GOAL OF THE EXERCISE » From the first line to the last, copy the listing below word for word.

DATA EXTRACT »
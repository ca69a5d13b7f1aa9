use std::collections::VecDeque;
use std::sync::Arc;

use async_trait::async_trait;
use parking_lot::Mutex;
use serde_json::Value;

use crate::errors::TransportError;
use crate::transport::{HttpTransport, Method, RequestBody};

/// A request as received by the stub.
#[derive(Debug, Clone, PartialEq)]
pub struct RecordedRequest {
    pub method: Method,
    pub url: String,
    pub body: Option<RequestBody>,
}

impl RecordedRequest {
    /// URL without its query string.
    pub fn path(&self) -> &str {
        self.url.split('?').next().unwrap_or(&self.url)
    }

    /// Value of a query parameter.
    pub fn query_param(&self, name: &str) -> Option<&str> {
        let (_, query) = self.url.split_once('?')?;
        query.split('&').find_map(|pair| {
            let (key, value) = pair.split_once('=')?;
            (key == name).then_some(value)
        })
    }
}

#[derive(Debug, Clone)]
enum Reply {
    Respond(Result<Value, TransportError>),
    /// Never resolves; the request stays in flight until dropped.
    Hang,
}

#[derive(Debug)]
struct Route {
    method: Method,
    /// Matched against the end of the URL path.
    path_suffix: String,
    replies: VecDeque<Reply>,
    /// Kept after the queue drains and used for every later match.
    sticky: Option<Reply>,
}

impl Route {
    fn matches(&self, method: &Method, path: &str) -> bool {
        self.method == *method
            && path.ends_with(&self.path_suffix)
            && (!self.replies.is_empty() || self.sticky.is_some())
    }

    fn next(&mut self) -> Option<Reply> {
        self.replies.pop_front().or_else(|| self.sticky.clone())
    }
}

#[derive(Debug, Default)]
struct InnerState {
    routes: Vec<Route>,
    requests: Vec<RecordedRequest>,
}

/// Scripted [`HttpTransport`].
///
/// Replies are queued per method and path suffix and consumed in order.
/// Requests matching no route fail with a 404 naming the request.
#[derive(Debug, Clone, Default)]
pub struct ScriptedTransport {
    inner: Arc<Mutex<InnerState>>,
}

impl ScriptedTransport {
    pub fn new() -> Self {
        Self::default()
    }

    pub fn respond(&self, method: Method, path_suffix: &str, body: Value) -> &Self {
        self.push(method, path_suffix, Reply::Respond(Ok(body)))
    }

    pub fn fail(&self, method: Method, path_suffix: &str, error: TransportError) -> &Self {
        self.push(method, path_suffix, Reply::Respond(Err(error)))
    }

    pub fn hang(&self, method: Method, path_suffix: &str) -> &Self {
        self.push(method, path_suffix, Reply::Hang)
    }

    /// Answers every remaining match with `body` once queued replies run out.
    pub fn respond_always(&self, method: Method, path_suffix: &str, body: Value) -> &Self {
        let mut inner = self.inner.lock();
        match inner
            .routes
            .iter_mut()
            .find(|route| route.method == method && route.path_suffix == path_suffix)
        {
            Some(route) => route.sticky = Some(Reply::Respond(Ok(body))),
            None => inner.routes.push(Route {
                method,
                path_suffix: path_suffix.to_string(),
                replies: VecDeque::new(),
                sticky: Some(Reply::Respond(Ok(body))),
            }),
        }
        drop(inner);
        self
    }

    pub fn requests(&self) -> Vec<RecordedRequest> {
        self.inner.lock().requests.clone()
    }

    /// Recorded requests whose path ends with `path_suffix`.
    pub fn requests_to(&self, path_suffix: &str) -> Vec<RecordedRequest> {
        self.inner
            .lock()
            .requests
            .iter()
            .filter(|request| request.path().ends_with(path_suffix))
            .cloned()
            .collect()
    }

    pub fn request_count(&self) -> usize {
        self.inner.lock().requests.len()
    }

    fn push(&self, method: Method, path_suffix: &str, reply: Reply) -> &Self {
        let mut inner = self.inner.lock();
        match inner
            .routes
            .iter_mut()
            .find(|route| route.method == method && route.path_suffix == path_suffix)
        {
            Some(route) => route.replies.push_back(reply),
            None => inner.routes.push(Route {
                method,
                path_suffix: path_suffix.to_string(),
                replies: VecDeque::from([reply]),
                sticky: None,
            }),
        }
        drop(inner);
        self
    }
}

#[async_trait]
impl HttpTransport for ScriptedTransport {
    async fn request(
        &self,
        method: Method,
        url: &str,
        body: Option<RequestBody>,
    ) -> Result<Value, TransportError> {
        let recorded = RecordedRequest {
            method: method.clone(),
            url: url.to_string(),
            body,
        };
        let reply = {
            let mut inner = self.inner.lock();
            let path = recorded.path().to_string();
            inner.requests.push(recorded);
            inner
                .routes
                .iter_mut()
                .find(|route| route.matches(&method, &path))
                .and_then(Route::next)
        };

        match reply {
            Some(Reply::Respond(result)) => result,
            Some(Reply::Hang) => futures::future::pending().await,
            None => Err(TransportError::http(
                404,
                format!("No scripted response for {method} {url}"),
            )),
        }
    }
}

#[cfg(test)]
mod tests {
    use super::*;
    use serde_json::json;

    #[tokio::test]
    async fn replies_are_consumed_in_order_then_sticky() {
        let transport = ScriptedTransport::new();
        transport
            .respond(Method::GET, "/results", json!({"n": 1}))
            .respond_always(Method::GET, "/results", json!({"n": 0}));

        let first = transport.request(Method::GET, "https://h/results?x=1", None).await;
        let second = transport.request(Method::GET, "https://h/results", None).await;
        let third = transport.request(Method::GET, "https://h/results", None).await;

        assert_eq!(first.unwrap()["n"], 1);
        assert_eq!(second.unwrap()["n"], 0);
        assert_eq!(third.unwrap()["n"], 0);
        assert_eq!(transport.request_count(), 3);
    }

    #[tokio::test]
    async fn unscripted_request_is_not_found() {
        let transport = ScriptedTransport::new();
        let err = transport
            .request(Method::POST, "https://h/token", None)
            .await
            .unwrap_err();
        assert_eq!(err.status, Some(404));
        assert_eq!(transport.requests_to("/token").len(), 1);
    }

    #[test]
    fn recorded_request_reads_query() {
        let request = RecordedRequest {
            method: Method::GET,
            url: "https://h/user?timeout=10&access_token=t1".into(),
            body: None,
        };
        assert_eq!(request.path(), "https://h/user");
        assert_eq!(request.query_param("access_token"), Some("t1"));
        assert_eq!(request.query_param("missing"), None);
    }
}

SOLUTION TO THE EXERCISE »
repository ca69a5d13b7f1aa9
use std::collections::VecDeque;
use std::sync::Arc;

use async_trait::async_trait;
use parking_lot::Mutex;
use serde_json::Value;

use crate::errors::TransportError;
use crate::transport::{HttpTransport, Method, RequestBody};

/// A request as received by the stub.
#[derive(Debug, Clone, PartialEq)]
pub struct RecordedRequest {
    pub method: Method,
    pub url: String,
    pub body: Option<RequestBody>,
}

impl RecordedRequest {
    /// URL without its query string.
    pub fn path(&self) -> &str {
        self.url.split('?').next().unwrap_or(&self.url)
    }

    /// Value of a query parameter.
    pub fn query_param(&self, name: &str) -> Option<&str> {
        let (_, query) = self.url.split_once('?')?;
        query.split('&').find_map(|pair| {
            let (key, value) = pair.split_once('=')?;
            (key == name).then_some(value)
        })
    }
}

#[derive(Debug, Clone)]
enum Reply {
    Respond(Result<Value, TransportError>),
    /// Never resolves; the request stays in flight until dropped.
    Hang,
}

#[derive(Debug)]
struct Route {
    method: Method,
    /// Matched against the end of the URL path.
    path_suffix: String,
    replies: VecDeque<Reply>,
    /// Kept after the queue drains and used for every later match.
    sticky: Option<Reply>,
}

impl Route {
    fn matches(&self, method: &Method, path: &str) -> bool {
        self.method == *method
            && path.ends_with(&self.path_suffix)
            && (!self.replies.is_empty() || self.sticky.is_some())
    }

    fn next(&mut self) -> Option<Reply> {
        self.replies.pop_front().or_else(|| self.sticky.clone())
    }
}

#[derive(Debug, Default)]
struct InnerState {
    routes: Vec<Route>,
    requests: Vec<RecordedRequest>,
}

/// Scripted [`HttpTransport`].
///
/// Replies are queued per method and path suffix and consumed in order.
/// Requests matching no route fail with a 404 naming the request.
#[derive(Debug, Clone, Default)]
pub struct ScriptedTransport {
    inner: Arc<Mutex<InnerState>>,
}

impl ScriptedTransport {
    pub fn new() -> Self {
        Self::default()
    }

    pub fn respond(&self, method: Method, path_suffix: &str, body: Value) -> &Self {
        self.push(method, path_suffix, Reply::Respond(Ok(body)))
    }

    pub fn fail(&self, method: Method, path_suffix: &str, error: TransportError) -> &Self {
        self.push(method, path_suffix, Reply::Respond(Err(error)))
    }

    pub fn hang(&self, method: Method, path_suffix: &str) -> &Self {
        self.push(method, path_suffix, Reply::Hang)
    }

    /// Answers every remaining match with `body` once queued replies run out.
    pub fn respond_always(&self, method: Method, path_suffix: &str, body: Value) -> &Self {
        let mut inner = self.inner.lock();
        match inner
            .routes
            .iter_mut()
            .find(|route| route.method == method && route.path_suffix == path_suffix)
        {
            Some(route) => route.sticky = Some(Reply::Respond(Ok(body))),
            None => inner.routes.push(Route {
                method,
                path_suffix: path_suffix.to_string(),
                replies: VecDeque::new(),
                sticky: Some(Reply::Respond(Ok(body))),
            }),
        }
        drop(inner);
        self
    }

    pub fn requests(&self) -> Vec<RecordedRequest> {
        self.inner.lock().requests.clone()
    }

    /// Recorded requests whose path ends with `path_suffix`.
    pub fn requests_to(&self, path_suffix: &str) -> Vec<RecordedRequest> {
        self.inner
            .lock()
            .requests
            .iter()
            .filter(|request| request.path().ends_with(path_suffix))
            .cloned()
            .collect()
    }

    pub fn request_count(&self) -> usize {
        self.inner.lock().requests.len()
    }

    fn push(&self, method: Method, path_suffix: &str, reply: Reply) -> &Self {
        let mut inner = self.inner.lock();
        match inner
            .routes
            .iter_mut()
            .find(|route| route.method == method && route.path_suffix == path_suffix)
        {
            Some(route) => route.replies.push_back(reply),
            None => inner.routes.push(Route {
                method,
                path_suffix: path_suffix.to_string(),
                replies: VecDeque::from([reply]),
                sticky: None,
            }),
        }
        drop(inner);
        self
    }
}

#[async_trait]
impl HttpTransport for ScriptedTransport {
    async fn request(
        &self,
        method: Method,
        url: &str,
        body: Option<RequestBody>,
    ) -> Result<Value, TransportError> {
        let recorded = RecordedRequest {
            method: method.clone(),
            url: url.to_string(),
            body,
        };
        let reply = {
            let mut inner = self.inner.lock();
            let path = recorded.path().to_string();
            inner.requests.push(recorded);
            inner
                .routes
                .iter_mut()
                .find(|route| route.matches(&method, &path))
                .and_then(Route::next)
        };

        match reply {
            Some(Reply::Respond(result)) => result,
            Some(Reply::Hang) => futures::future::pending().await,
            None => Err(TransportError::http(
                404,
                format!("No scripted response for {method} {url}"),
            )),
        }
    }
}

#[cfg(test)]
mod tests {
    use super::*;
    use serde_json::json;

    #[tokio::test]
    async fn replies_are_consumed_in_order_then_sticky() {
        let transport = ScriptedTransport::new();
        transport
            .respond(Method::GET, "/results", json!({"n": 1}))
            .respond_always(Method::GET, "/results", json!({"n": 0}));

        let first = transport.request(Method::GET, "https://h/results?x=1", None).await;
        let second = transport.request(Method::GET, "https://h/results", None).await;
        let third = transport.request(Method::GET, "https://h/results", None).await;

        assert_eq!(first.unwrap()["n"], 1);
        assert_eq!(second.unwrap()["n"], 0);
        assert_eq!(third.unwrap()["n"], 0);
        assert_eq!(transport.request_count(), 3);
    }

    #[tokio::test]
    async fn unscripted_request_is_not_found() {
        let transport = ScriptedTransport::new();
        let err = transport
            .request(Method::POST, "https://h/token", None)
            .await
            .unwrap_err();
        assert_eq!(err.status, Some(404));
        assert_eq!(transport.requests_to("/token").len(), 1);
    }

    #[test]
    fn recorded_request_reads_query() {
        let request = RecordedRequest {
            method: Method::GET,
            url: "https://h/user?timeout=10&access_token=t1".into(),
            body: None,
        };
        assert_eq!(request.path(), "https://h/user");
        assert_eq!(request.query_param("access_token"), Some("t1"));
        assert_eq!(request.query_param("missing"), None);
    }
}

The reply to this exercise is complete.